What are the Acient Landmarks?

Various Grand Lodges have adopted various lists of Ancient Landmarks and thus have given the tenets in the list the force of law in those Grand Lodges. But no Grand Lodge can make or unmake a landmark, any more than the Congress of the United States can make or unmake a law of nature. Congress might pass a law saying that the law of gravitation was hereafter to be inoperative, but presumably an apple rolling from a table would still fall to the floor!

Grand Lodges which leave landmarks undefined and unrestricted by listing seem to have the better practice, just as those churches which do not list the moral law clause by clause seem to have a better grasp of what it is.

The late great Charles C. Hunt, Grand Secretary of the Grand Lodge of Iowa, put this point of view in a few words:

“The Masonic conception of a landmark is fundamental law of Masonry which no body of men or Masons can repeal. Anything that can be adopted can be repealed. If a Grand Lodge has power to adopt, it has power to repeal. It is the very fact that they are unalterable which makes the landmarks similar to scientific laws which cannot be changed or altered by any man or body of men.”

It is probable that all English speaking Grand Lodges will agree that at least seven Masonic fundamentals are landmarks. These are:

a.       Monotheism, the sole dogma of Freemasonry.
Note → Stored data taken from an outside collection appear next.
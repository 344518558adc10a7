//! Transport service - orchestrates different transport types.
//!
//! This service provides a unified interface for starting the MCP server
//! with different transport mechanisms.

use tracing::info;

use super::{TransportConfig, TransportResult};
use crate::core::McpServer;

#[cfg(feature = "stdio")]
use super::stdio::StdioTransport;

#[cfg(feature = "http")]
use super::http::HttpTransport;

/// Transport service - manages the transport layer for the MCP server.
pub struct TransportService {
    config: TransportConfig,
}

impl TransportService {
    /// Create a new transport service with the given configuration.
    pub fn new(config: TransportConfig) -> Self {
        Self { config }
    }

    /// Get the transport configuration.
    pub fn config(&self) -> &TransportConfig {
        &self.config
    }

    /// Start the transport with the given MCP server.
    ///
    /// This method blocks until the transport is shut down.
    pub async fn run(self, server: McpServer) -> TransportResult<()> {
        info!("Starting transport: {}", self.config.description());

        match self.config {
            #[cfg(feature = "stdio")]
            TransportConfig::Stdio => StdioTransport::run(server).await,
            #[cfg(feature = "http")]
            TransportConfig::Http(cfg) => HttpTransport::new(cfg).run(server).await,
        }
    }
}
b.      Belief in immortality, the ultimate lesson of Masonic philosophy.

c.       The Volume of the Sacred Law, an indispensable part of the furniture of a lodge.

d.      The legend of the Third Degree.

e.       Secrecy.

f.       The symbolism of the operative art.

g.      A Mason must be a freeborn male adult.

Every Mason should ascertain what his own Grand Lodge has adopted (or not adopted) as landmarks and govern himself accordingly. [One Hundred One Questions About Freemasonry, The Masonic Service Association, 2003]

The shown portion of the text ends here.